彼女は、エミーナは僕を守ろうとしてくれていた。
小さな体で、 震えるばかりしか出来なかった僕を、必死に守ろうと、していた。
でも、4歳の女の子が大の大人に――戦闘用キャストに叶う筈もない。
片手で弾き飛ばされ、壁へと激突し……骨が折れ、身動きが取れなくなっても、強い意志を感じさせた、その瞳。
あの時のエミーナと、今のエミーナと。
その姿が、その瞳が重なる。
(何故、こんな……大事な事を……)
突如湧いた泉の様に溢れだす記憶と、想い。
がくがくと震える僕の手を、血まみれの、でも暖かい左手が、ギュッと握る。
時折力が入らなくなるのか、何度も、握り直してくる。
はっと見上げると、エミーナが力なく、微笑んだ。
「エ、ミ……」
その左手を、そっと。両手で包み込むように、握り返す。
言葉は無いのに、思念が流れ込んでくるような、そんな気がした。
多分彼女は――僕すら知らない、切り札を持っている。
だったら、生き残る為に、エミーナが用意してくれた切り札を、僕が切るべきだ。
贖罪でもなく、懺悔でもない。純粋に、そうしたいと願った。
「ルシーダ……?」
「……その手段でなら、これを、終わらせられる?」
「……ッ」
何故通じたのか、というようなエミーナの表情が曇る。
心配、してくれているんだ。こんな僕を。
だから。
あの時君が僕を助けてくれたように。今度は僕が、君を助ける。
「出来るん、だね?だったら、僕は……いいよ」
「……だって、失敗し、たら――」
「――二人とも、ここで死ぬだけだ。だったら僕は……少しでも希望がある方に、掛ける」
先程よりも彼女の呼吸が速く、細くなっている。
あまり時間は残されていない。だったら、やるしかない。
「ん、分かった……方法、は」
エミーナが僕の耳元で、囁く。
こんな時だというのに、その声はとても心地よく響いた。
「どんな方法でもいい、ボクの生体組織を――取り込ん、で」
「生体、組織……を?」
「肉片でも、血でも、いいから……早、く……」
言われるがまま、僕は惹かれるように、エミーナの血が流れる右肩へと口付ける。
「……ん、く」
「あ、ぐぅッ……!」
――熱い。彼女の熱が、僕の身体へと、心へと、流れ込んでくる。
濃密な血の味と、匂いがしたはずなのに。
嫌な感じが全くしなかったのは、何故だろう……?
「……チャンスは、いっか、い、きり……。これ、使って……」
「これ、君の……」
エミーナが震える左手で僕へと託した炎属性のクレアダブルスは、数えきれない傷と、その傷を丁寧に補修した跡があった。
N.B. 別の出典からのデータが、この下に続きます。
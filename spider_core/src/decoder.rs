use std::sync::Arc;

use crate::spider::GallerySpider;
use crate::text;

impl GallerySpider {
    /// Single consumer of the decode-request stack. The stack is LIFO on
    /// purpose: a reader paging quickly cares about the page requested last.
    pub(crate) async fn decoder_main(self: Arc<Self>) {
        tracing::debug!("Gallery {}: decoder started", self.gid);
        loop {
            let next = self.decode_stack.lock().unwrap().pop();
            let Some(index) = next else {
                let notified = self.decoder_notify.notified();
                tokio::pin!(notified);
                notified.as_mut().enable();
                if !self.decode_stack.lock().unwrap().is_empty() {
                    continue;
                }
                tokio::select! {
                    _ = self.halt_token.cancelled() => break,
                    _ = &mut notified => {}
                }
                continue;
            };
            self.decode_page(index).await;
        }
        tracing::debug!("Gallery {}: decoder exited", self.gid);
    }

    async fn decode_page(&self, index: u32) {
        let pages = self.states.pages().unwrap_or(0);
        if index >= pages {
            self.emit_image_failure(index, text::ERROR_OUT_OF_RANGE);
            return;
        }

        let Some(mut data) = self.store.open_input(index).await else {
            self.emit_image_failure(index, text::ERROR_NOT_FOUND);
            return;
        };
        let bytes = match data.read_all().await {
            Ok(bytes) => bytes,
            Err(e) => {
                tracing::warn!("Gallery {}: cannot read page {}: {}", self.gid, index, e);
                self.emit_image_failure(index, text::ERROR_READ_FAILED);
                return;
            }
        };

        let decoder = self.image_decoder.clone();
        let image = tokio::task::spawn_blocking(move || decoder.decode(&bytes))
            .await
            .ok()
            .flatten();
        match image {
            Some(image) => {
                for listener in self.listeners.snapshot() {
                    listener.on_get_image_success(index, &image);
                }
            }
            None => {
                tracing::warn!("Gallery {}: cannot decode page {}", self.gid, index);
                self.emit_image_failure(index, text::ERROR_DECODE_FAILED);
            }
        }
    }
}
use scraper::{ElementRef, Html};

use spider_core::{GalleryPreviews, ImagePage, PreviewEntry};

use crate::error::{Error, Result};

pub fn parse_ban(doc: &Html) -> Option<String> {
    doc.root_element()
        .text()
        .find(|s| s.contains("The ban expires in"))
        .map(|s| s.to_string())
}

/// Parse one page of the gallery detail view: the image count, the preview
/// page count, and the preview set the page carries.
pub fn parse_preview_page(doc: &Html) -> Result<GalleryPreviews> {
    use super::selectors::gallery::*;

    fn parse_image_count(doc: &Html) -> Option<u32> {
        let text = doc.select(&IMAGE_COUNT).next()?.text().next()?.trim();
        text.split_whitespace().next()?.parse::<u32>().ok()
    }

    fn parse_preview_page_count(doc: &Html) -> Option<u32> {
        let text = doc.select(&PREVIEW_PAGE_COUNT).next()?.text().next()?.trim();
        text.split_whitespace().next()?.parse::<u32>().ok()
    }

    fn parse_preview(e: ElementRef) -> Option<PreviewEntry> {
        let url = e.value().attr("href")?;
        let ptoken = url.strip_prefix("https://")?.split('/').nth(2)?.to_string();
        let page = url.split('-').next_back()?.parse::<u32>().ok()?;
        Some(PreviewEntry { index: page - 1, ptoken })
    }

    let pages = parse_image_count(doc).ok_or(Error::InvalidHTML("image count".to_string()))?;
    let preview_pages =
        parse_preview_page_count(doc).ok_or(Error::InvalidHTML("preview page count".to_string()))?;
    let previews = doc
        .select(&PREVIEWS)
        .map(parse_preview)
        .collect::<Option<Vec<_>>>()
        .ok_or(Error::InvalidHTML("previews".to_string()))?;

    Ok(GalleryPreviews { pages, preview_pages, previews })
}

/// Parse an image page: the image URL and the optional one-shot bypass key
/// offered by the "click here if the image fails" link.
pub fn parse_image_page(doc: &Html) -> Result<ImagePage> {
    use super::selectors::image::*;

    fn parse_url(doc: &Html) -> Option<String> {
        Some(doc.select(&URL).next()?.value().attr("src")?.to_string())
    }

    fn parse_skip_hath_key(doc: &Html) -> Option<String> {
        let onclick = doc.select(&LOAD_FAIL).next()?.value().attr("onclick")?;
        let start = onclick.find("nl('")? + 4;
        let end = onclick[start..].find("')")? + start;
        (end > start).then(|| onclick[start..end].to_string())
    }

    let image_url = parse_url(doc).ok_or(Error::InvalidHTML("image url".to_string()))?;
    let skip_hath_key = parse_skip_hath_key(doc);

    Ok(ImagePage { image_url, skip_hath_key })
}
大切な人から贈られた、愛用の物なのだろう。そんな大事な物を使っていいのだろうか。
「キミ、の、武器……さっきの、銃撃で……壊れ、ちゃったで、しょ?
ボク、は……こんな、状態……で、戦えなく、なっちゃった……から。これ、使って、欲しい」
「分かった――すぐ、カタをつけるよ……だから、ちょっとだけ――ここで待ってて」
「……ぅ、ん」
言葉にならない感謝を、暖かな彼女の身体をぎゅっと抱きしめる事で代わりにして、僕は490に向かって立ち上がる。
「るしー、だ……!」
「……これから、もう一度"自分"を始める為に――これまでの"自分"を、ここで終わらせる。
行って来るね、"姉さん"」
「……」
僕はまだ、生きる希望も、意味も、持てないけれど。
でも、エミーナと共に生き続けるる事で、何かが見つかるかもしれない。
そうだ。
きっと、僕はココロの奥底で――誰かが、手を伸ばしてくれる状況を願っていたんだ。
今まで関係ないと、振り払ってきただけで。
「裏切り者には、死、あるのみ…。
罪は償ってもらうぞ、ティル・ベルクラントォォッッ!!」
そう吠える490を真正面に見据えて。
僕は口元に、笑みを浮かべた。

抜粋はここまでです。